> _TO DO_
Retype, without any change, the first line of the records and every line after it through the one containing "use crate::compression::Compression;".

> _RECORDS SUPPLIED_
--- START ---

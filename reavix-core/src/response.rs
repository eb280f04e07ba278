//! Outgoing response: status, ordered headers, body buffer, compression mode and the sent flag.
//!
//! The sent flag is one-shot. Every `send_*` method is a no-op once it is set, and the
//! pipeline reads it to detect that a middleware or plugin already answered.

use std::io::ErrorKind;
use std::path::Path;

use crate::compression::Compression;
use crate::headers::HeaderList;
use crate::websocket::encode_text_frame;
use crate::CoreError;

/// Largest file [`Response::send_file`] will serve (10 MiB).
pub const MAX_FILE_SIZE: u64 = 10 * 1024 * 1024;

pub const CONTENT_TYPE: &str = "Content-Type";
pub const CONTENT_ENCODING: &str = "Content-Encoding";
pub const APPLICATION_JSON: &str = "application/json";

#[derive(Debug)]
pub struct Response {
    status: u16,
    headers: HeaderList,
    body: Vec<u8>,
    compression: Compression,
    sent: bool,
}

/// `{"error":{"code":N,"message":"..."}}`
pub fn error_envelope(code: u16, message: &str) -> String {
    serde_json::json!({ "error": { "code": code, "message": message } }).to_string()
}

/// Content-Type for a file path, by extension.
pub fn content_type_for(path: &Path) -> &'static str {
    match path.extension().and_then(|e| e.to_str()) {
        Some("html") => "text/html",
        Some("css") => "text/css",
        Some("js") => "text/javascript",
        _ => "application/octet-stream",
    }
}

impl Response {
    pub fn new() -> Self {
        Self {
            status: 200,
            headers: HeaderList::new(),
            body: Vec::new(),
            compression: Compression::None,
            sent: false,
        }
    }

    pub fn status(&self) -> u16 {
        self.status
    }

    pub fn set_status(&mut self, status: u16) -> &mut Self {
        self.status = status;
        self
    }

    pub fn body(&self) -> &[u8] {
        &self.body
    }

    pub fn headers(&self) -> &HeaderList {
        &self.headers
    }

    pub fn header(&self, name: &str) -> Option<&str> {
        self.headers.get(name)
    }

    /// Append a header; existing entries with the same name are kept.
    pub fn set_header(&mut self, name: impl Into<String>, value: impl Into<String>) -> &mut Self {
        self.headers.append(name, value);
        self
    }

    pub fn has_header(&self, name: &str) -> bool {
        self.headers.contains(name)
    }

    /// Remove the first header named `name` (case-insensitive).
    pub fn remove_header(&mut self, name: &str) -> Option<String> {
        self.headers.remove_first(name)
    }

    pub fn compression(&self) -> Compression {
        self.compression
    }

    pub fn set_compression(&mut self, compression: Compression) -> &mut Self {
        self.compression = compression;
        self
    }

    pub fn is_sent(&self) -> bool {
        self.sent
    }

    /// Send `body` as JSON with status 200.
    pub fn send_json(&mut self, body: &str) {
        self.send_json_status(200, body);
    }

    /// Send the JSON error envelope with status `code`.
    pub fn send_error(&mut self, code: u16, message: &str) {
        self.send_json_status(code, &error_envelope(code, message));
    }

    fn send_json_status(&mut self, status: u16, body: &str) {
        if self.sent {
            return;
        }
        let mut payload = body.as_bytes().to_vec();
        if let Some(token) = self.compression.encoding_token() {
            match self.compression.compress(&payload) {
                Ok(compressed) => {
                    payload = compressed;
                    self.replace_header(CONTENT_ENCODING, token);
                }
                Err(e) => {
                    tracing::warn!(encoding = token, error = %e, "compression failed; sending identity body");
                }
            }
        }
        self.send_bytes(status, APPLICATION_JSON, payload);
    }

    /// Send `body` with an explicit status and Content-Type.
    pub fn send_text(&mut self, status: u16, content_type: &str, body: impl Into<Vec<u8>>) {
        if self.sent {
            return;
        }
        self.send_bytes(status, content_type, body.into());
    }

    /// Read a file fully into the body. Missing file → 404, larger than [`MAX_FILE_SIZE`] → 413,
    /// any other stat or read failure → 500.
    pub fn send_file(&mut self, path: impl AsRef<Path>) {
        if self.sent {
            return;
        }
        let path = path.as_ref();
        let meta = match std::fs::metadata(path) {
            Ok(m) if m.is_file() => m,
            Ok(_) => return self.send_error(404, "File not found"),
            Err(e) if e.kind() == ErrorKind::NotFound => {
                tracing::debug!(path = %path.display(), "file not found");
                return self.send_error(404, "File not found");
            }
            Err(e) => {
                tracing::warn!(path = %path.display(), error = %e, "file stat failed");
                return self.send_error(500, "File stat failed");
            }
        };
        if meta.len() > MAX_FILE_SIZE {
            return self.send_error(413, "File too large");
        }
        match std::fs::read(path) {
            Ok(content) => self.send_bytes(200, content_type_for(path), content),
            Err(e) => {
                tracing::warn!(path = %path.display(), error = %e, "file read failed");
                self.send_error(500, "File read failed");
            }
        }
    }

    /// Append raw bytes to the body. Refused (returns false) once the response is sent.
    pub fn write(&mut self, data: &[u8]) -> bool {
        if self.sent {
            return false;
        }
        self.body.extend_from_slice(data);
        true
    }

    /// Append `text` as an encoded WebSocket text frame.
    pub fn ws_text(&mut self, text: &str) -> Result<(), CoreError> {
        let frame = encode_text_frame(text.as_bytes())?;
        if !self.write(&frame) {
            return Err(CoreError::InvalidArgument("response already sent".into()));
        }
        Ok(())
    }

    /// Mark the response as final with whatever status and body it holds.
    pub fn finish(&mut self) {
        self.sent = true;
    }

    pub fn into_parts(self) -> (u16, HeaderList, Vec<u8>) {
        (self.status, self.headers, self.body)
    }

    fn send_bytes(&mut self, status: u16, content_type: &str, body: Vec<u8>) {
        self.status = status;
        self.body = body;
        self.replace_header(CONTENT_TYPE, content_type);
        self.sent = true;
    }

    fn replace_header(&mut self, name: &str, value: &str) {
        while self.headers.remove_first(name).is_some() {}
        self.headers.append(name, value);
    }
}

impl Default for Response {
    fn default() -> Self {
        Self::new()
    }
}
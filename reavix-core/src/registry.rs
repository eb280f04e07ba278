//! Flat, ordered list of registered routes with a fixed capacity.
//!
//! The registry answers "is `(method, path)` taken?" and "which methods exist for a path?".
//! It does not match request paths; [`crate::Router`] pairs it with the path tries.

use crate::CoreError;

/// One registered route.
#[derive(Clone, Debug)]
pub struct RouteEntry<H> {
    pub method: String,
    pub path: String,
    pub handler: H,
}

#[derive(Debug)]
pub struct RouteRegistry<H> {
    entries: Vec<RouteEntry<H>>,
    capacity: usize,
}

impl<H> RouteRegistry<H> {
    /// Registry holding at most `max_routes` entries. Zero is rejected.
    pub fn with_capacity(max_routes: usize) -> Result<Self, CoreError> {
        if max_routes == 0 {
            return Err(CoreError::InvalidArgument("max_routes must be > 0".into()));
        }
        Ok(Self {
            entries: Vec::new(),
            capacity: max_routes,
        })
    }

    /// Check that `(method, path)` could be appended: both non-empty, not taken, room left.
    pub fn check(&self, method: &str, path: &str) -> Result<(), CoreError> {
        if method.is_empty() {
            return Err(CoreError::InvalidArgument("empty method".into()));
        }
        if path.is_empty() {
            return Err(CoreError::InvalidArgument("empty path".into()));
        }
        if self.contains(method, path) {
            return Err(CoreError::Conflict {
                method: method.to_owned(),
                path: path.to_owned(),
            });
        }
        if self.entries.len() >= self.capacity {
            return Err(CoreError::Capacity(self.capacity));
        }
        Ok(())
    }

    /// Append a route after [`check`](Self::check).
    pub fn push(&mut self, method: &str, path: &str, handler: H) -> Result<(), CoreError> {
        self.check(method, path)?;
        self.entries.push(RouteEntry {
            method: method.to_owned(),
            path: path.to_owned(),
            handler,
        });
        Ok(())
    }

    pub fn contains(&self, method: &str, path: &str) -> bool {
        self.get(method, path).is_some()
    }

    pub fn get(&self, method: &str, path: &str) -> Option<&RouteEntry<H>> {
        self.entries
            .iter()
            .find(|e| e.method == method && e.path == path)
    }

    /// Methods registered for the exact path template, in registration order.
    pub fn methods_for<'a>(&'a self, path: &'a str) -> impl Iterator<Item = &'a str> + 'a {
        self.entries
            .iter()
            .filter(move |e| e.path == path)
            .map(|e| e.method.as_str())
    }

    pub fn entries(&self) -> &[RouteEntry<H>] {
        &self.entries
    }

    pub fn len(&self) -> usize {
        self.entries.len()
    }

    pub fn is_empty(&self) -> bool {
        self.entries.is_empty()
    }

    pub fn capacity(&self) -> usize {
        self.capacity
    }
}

--- END ---

> _ANSWER TO THE EXERCISE_
filename reavix-core/src/response.rs
repository eb280f04e07ba278
//! Outgoing response: status, ordered headers, body buffer, compression mode and the sent flag.
//!
//! The sent flag is one-shot. Every `send_*` method is a no-op once it is set, and the
//! pipeline reads it to detect that a middleware or plugin already answered.

use std::io::ErrorKind;
use std::path::Path;

use crate::compression::Compression;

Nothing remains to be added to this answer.